# Bringing home puppy with an older dog at home



## WendyS (Apr 6, 2011)

Hello everyone,
I am new to this forum. :wavey: We are bringing home our new golden pup from the breeder next weekend. I am looking for ideas and suggestions on how to integrate the new pup wth our 7 year old golden boy. We lost our senior guy last April. I haven't had a puppy in 10 years! My 7 year old came to us at 18 months fully trained and is such a good boy. He is used to living wih another dog but it has been almost a year since the other one passed. I know he is good with other dogs and cats when he goes to other people's houses, but having a new one on his turf may be a different story... I am wondering do I keep the puppy's crate downstairs by himself or upstairs with us? (especially since he will have to be let out a lot) The 7 year old sleeps at the foot of our bed upstairs right now. In general, will he realize the pup is a "baby" and take him under his "paw" or should I expect some sibling rivalry at first? Also, at 7 weeks old, will I have to get up and let him out every 2 hours in the middle of the night too?

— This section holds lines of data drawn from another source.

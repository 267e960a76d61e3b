//! Handler for `GET /schedule`.
//!
//! Returns the weekly grid projection. Slots with no entry are reported
//! as `available`; nothing is written by reading, and each read re-derives
//! slot status from stored inputs.

use std::sync::Arc;

use axum::{
  Json,
  extract::{Query, State},
};
use rota_core::{
  schedule::SlotView,
  slot::{Period, Weekday},
  store::ReliefStore,
};
use serde::Deserialize;

use crate::error::ApiError;

#[derive(Debug, Deserialize, Default)]
pub struct GridParams {
  pub day:    Option<Weekday>,
  pub period: Option<Period>,
}

/// `GET /schedule[?day=<weekday>][&period=<1-8>]`
pub async fn grid<S>(
  State(store): State<Arc<S>>,
  Query(params): Query<GridParams>,
) -> Result<Json<Vec<SlotView>>, ApiError>
where
  S: ReliefStore,
  ApiError: From<S::Error>,
{
  let views = store.grid(params.day, params.period).await?;
  Ok(Json(views))
}
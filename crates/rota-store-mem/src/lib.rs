//! In-memory backend for the Rota relief store.
//!
//! All state lives behind one `tokio::sync::RwLock`, so every mutating
//! operation is an atomic read-modify-write and concurrent transitions on
//! the same request or slot serialise cleanly.

mod store;

pub mod seed;

pub use store::MemStore;

#[cfg(test)]
mod tests;
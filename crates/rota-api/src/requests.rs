//! Handlers for `/requests` endpoints.
//!
//! | Method | Path | Notes |
//! |--------|------|-------|
//! | `GET`  | `/requests` | Optional `?status=pending\|approved\|rejected` |
//! | `GET`  | `/requests/:id` | 404 if not found |
//! | `POST` | `/requests` | Body: [`SubmitBody`]; returns 201 + stored request |
//! | `POST` | `/requests/:id/approve` | Body: [`ApproveBody`] |
//! | `POST` | `/requests/:id/reject` | No body |

use std::sync::Arc;

use axum::{
  Json,
  extract::{Path, Query, State},
  http::StatusCode,
  response::IntoResponse,
};
use rota_core::{
  request::{NewRequest, ReasonCategory, ReliefRequest, RequestStatusKind},
  slot::Slot,
  store::ReliefStore,
};
use serde::Deserialize;
use uuid::Uuid;

use crate::error::ApiError;

// ─── List ─────────────────────────────────────────────────────────────────────

#[derive(Debug, Deserialize)]
pub struct ListParams {
  pub status: Option<RequestStatusKind>,
}

/// `GET /requests[?status=<status>]` — oldest submission first.
pub async fn list<S>(
  State(store): State<Arc<S>>,
  Query(params): Query<ListParams>,
) -> Result<Json<Vec<ReliefRequest>>, ApiError>
where
  S: ReliefStore,
  ApiError: From<S::Error>,
{
  let requests = store.list_requests(params.status).await?;
  Ok(Json(requests))
}

// ─── Get one ──────────────────────────────────────────────────────────────────

/// `GET /requests/:id`
pub async fn get_one<S>(
  State(store): State<Arc<S>>,
  Path(id): Path<Uuid>,
) -> Result<Json<ReliefRequest>, ApiError>
where
  S: ReliefStore,
  ApiError: From<S::Error>,
{
  let request = store
    .get_request(id)
    .await?
    .ok_or_else(|| ApiError::NotFound(format!("request {id} not found")))?;
  Ok(Json(request))
}

// ─── Submit ───────────────────────────────────────────────────────────────────

/// JSON body accepted by `POST /requests`.
#[derive(Debug, Deserialize)]
pub struct SubmitBody {
  pub absent_teacher: Uuid,
  pub slot:           Slot,
  pub reason:         ReasonCategory,
  pub notes:          Option<String>,
  /// Already-authenticated actor name.
  pub submitted_by:   String,
}

impl From<SubmitBody> for NewRequest {
  fn from(b: SubmitBody) -> Self {
    NewRequest {
      absent_teacher: b.absent_teacher,
      slot:           b.slot,
      reason:         b.reason,
      notes:          b.notes,
      submitted_by:   b.submitted_by,
    }
  }
}

/// `POST /requests` — returns 201 + the stored
/// [`ReliefRequest`](rota_core::request::ReliefRequest).
pub async fn submit<S>(
  State(store): State<Arc<S>>,
  Json(body): Json<SubmitBody>,
) -> Result<impl IntoResponse, ApiError>
where
  S: ReliefStore,
  ApiError: From<S::Error>,
{
  let request = store.submit(NewRequest::from(body)).await?;
  Ok((StatusCode::CREATED, Json(request)))
}

// ─── Approve ──────────────────────────────────────────────────────────────────

#[derive(Debug, Deserialize)]
pub struct ApproveBody {
  pub relief_teacher: Uuid,
}

/// `POST /requests/:id/approve` — body: `{"relief_teacher":"<uuid>"}`
pub async fn approve_one<S>(
  State(store): State<Arc<S>>,
  Path(id): Path<Uuid>,
  Json(body): Json<ApproveBody>,
) -> Result<Json<ReliefRequest>, ApiError>
where
  S: ReliefStore,
  ApiError: From<S::Error>,
{
  let request = store.approve(id, body.relief_teacher).await?;
  Ok(Json(request))
}

// ─── Reject ───────────────────────────────────────────────────────────────────

/// `POST /requests/:id/reject`
pub async fn reject_one<S>(
  State(store): State<Arc<S>>,
  Path(id): Path<Uuid>,
) -> Result<Json<ReliefRequest>, ApiError>
where
  S: ReliefStore,
  ApiError: From<S::Error>,
{
  let request = store.reject(id).await?;
  Ok(Json(request))
}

My dog that passed last year was already almost 11 weeks when I got him so he was able to go from 11pm-4 or 5am. Any help, links, or suggestions would be much appreciated!

Thanks!
Wendy


----------



## deemsnyd (Mar 28, 2011)

We brought our 9 week old golden home and introduced her to the 8 year old golden...it was fine in that Chloe never tried to hurt her or anything but she was having none of the "puppy play" that Gracie was interested in. She just needed to get used to her and establish her dominance with her...basically, she wanted to make sure that Gracie knew she was boss. When she was satisfied that Gracie knew her place, they were the best of friends. It didn't take long at all but there was definitely a "teaching of manners" so to speak. Don't be alarmed of your older golden puts the puppy's head and neck in his mouth a lot. Chloe kept Gracie drenched for the first 2 months...she was kind of leading her around and controlling her hyperactivity and puppy nipping. It was great to see her communicate with the puppy and teach her how to behave. We knew that she had accepted her when she started letting her jump all over her and wrestle. She will now willingly roll over for Gracie and let her jump on her, at first she wouldn't let her get on top of her at all. You can see by my signature picture how well they get along now but there was a little adjustment period for 3 or 4 weeks. We did have to take her out every 2-3 hours at first, she never had any accidents in her crate, though, even if we would forget to set the alarm and leave her in a little longer some nights. A good rule of thumb is 1 hour for every month of age plus one more..so at 2 months, we didn't like to go any longer than 3 hours-maximum. Oh, also, I don't know if it will make any difference that your older golden is male, ours is female, but I bet it will be fine. Another thing we did, and this may be silly, but we acted as if we were "giving" Chloe the puppy, like it was hers, to avoid jealousy as much as possible. And we didn't pet the puppy as much as we petted her at first. Now they're great together! Good luck


----------



## 2dollys (Jan 24, 2011)

*what we did*

I'd like to encourage you. Our 14 year old aussie died last June and our 7 year old golden, Rosie, really went to pieces. She was grieving so much and didn't even want to eat. She is really the reason we started thinking about getting a pup, we were less than sure that we wanted to have 2 dogs again--we were able to take Rosie a lot more places when it was just her.

We tested the water by doing a lot of puppy sitting with our friend's 9 week old dobie. Rosie loved it! All summer and early fall we continued this with the puppy coming over 1-3 times per week.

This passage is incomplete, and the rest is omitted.